My lawyers told me that they didn't think they could defend me with the licensure board - the NCSWCLB - at this time and because I wasn't able to provide documentation. So, they advised me to just sign what is called a Consent Decree. I should just sign what is called a Consent Decree. It stipulated that I would surrender my license, but I could dispute the findings later.
This was in March of 2001.
I was profoundly depressed already with low self-esteem and a low sense of self-worth. So, I didn't think I had anything to offer the world. It's truly astonishing that I would believe this based on everything that had happened over the past years.
I felt a profound sense of helplessness and powerlessness. Of course, the loss of the life I had with Lynn was perhaps a greater contributor to that feeling at this time.
Remember this psychological assessment lasted only a few hours in one day.
David Ziff wrote that he thought that I lacked social skills and empathy. That was the most profoundly untrue thing that anyone could say at this point... any of several hundred people would strongly disagree with that statement.
I had told my lawyers that we could dispute that by interviewing 10 or more colleagues and therapists that I had over the years.

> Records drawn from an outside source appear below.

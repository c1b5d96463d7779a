//! SQLite-backed score store.

use crate::db::{CounterRecord, CounterRepository, DbError, SqliteRepository};
use vocab_core::{ScoreStore, StoreError};

/// Score persisted as a named counter in the local database.
pub struct SqliteScoreStore {
    repository: SqliteRepository,
    key: String,
}

impl SqliteScoreStore {
    pub fn new(repository: SqliteRepository, key: impl Into<String>) -> Self {
        Self {
            repository,
            key: key.into(),
        }
    }

    pub fn record(&self) -> Result<Option<CounterRecord>, DbError> {
        self.repository.get_counter_record(&self.key)
    }

    pub fn reset(&mut self) -> Result<(), DbError> {
        self.repository.reset_counter(&self.key)
    }
}

impl ScoreStore for SqliteScoreStore {
    fn get(&self) -> Result<i64, StoreError> {
        self.repository.get_counter(&self.key).map_err(StoreError::new)
    }

    fn add(&mut self, delta: i64) -> Result<i64, StoreError> {
        self.repository
            .add_to_counter(&self.key, delta)
            .map_err(StoreError::new)
    }
}
//! Local SQLite storage for persisted counters.

pub mod date_utils;
pub mod error;
pub mod repository;
pub mod schema;

pub use error::DbError;
pub use repository::{CounterRecord, CounterRepository, SqliteRepository};
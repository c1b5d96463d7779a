//! Persistent score counter abstraction.

use crate::error::StoreError;

/// Storage for the learner's running score.
///
/// An absent score reads as zero. The session only ever adds to it; resetting
/// is left to whoever owns the store.
pub trait ScoreStore {
    /// Current score.
    fn get(&self) -> Result<i64, StoreError>;

    /// Add `delta` to the score and return the new value.
    fn add(&mut self, delta: i64) -> Result<i64, StoreError>;
}

/// Score store kept in memory, for tests and throwaway sessions.
#[derive(Debug, Clone, Default)]
pub struct MemoryScoreStore {
    value: i64,
}

impl MemoryScoreStore {
    pub fn with_value(value: i64) -> Self {
        Self { value }
    }
}

impl ScoreStore for MemoryScoreStore {
    fn get(&self) -> Result<i64, StoreError> {
        Ok(self.value)
    }

    fn add(&mut self, delta: i64) -> Result<i64, StoreError> {
        self.value += delta;
        Ok(self.value)
    }
}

It's ironic that he was accusing me of not having empathy. Neither one of them had demonstrated even the most rudimentary capacity for empathy or interest in connecting with me as a person during our interactions together.
I could compare and contrast that to everything I had ever observed from psychologists and psychotherapists that I had ever worked with. While I have known some psychotherapists or psychiatrists who lack empathy and compassion but none of them had the audacity to describe someone else as lacking those qualities.
You might think, oh, you are saying that because you are mad at them or upset with their findings. That's partially true. But as I have said previously, empathy is a dynamic that exists between a client and therapist/psychologist/counselor. It's somewhat subjective and it's something that must be experienced by the other person.
I cannot comment on their abilities in general. I can only comment on how they acted in this situation.
He also wondered if I had a schizophrenia spectrum disorder. Apparently, no one ever noticed that either. None of my therapists, psychologists, supervisors, or colleagues had questioned my reality testing before Dr. Ziff. In the decades since then, no psychiatric professional has ever diagnosed me with a disorder that involved problems with reality testing.
Unfortunately, I didn't think I had any options but to sign the agreement that was drafted - a Consent Decree. And that is how I surrendered my license. It was a condition of the Consent Decree.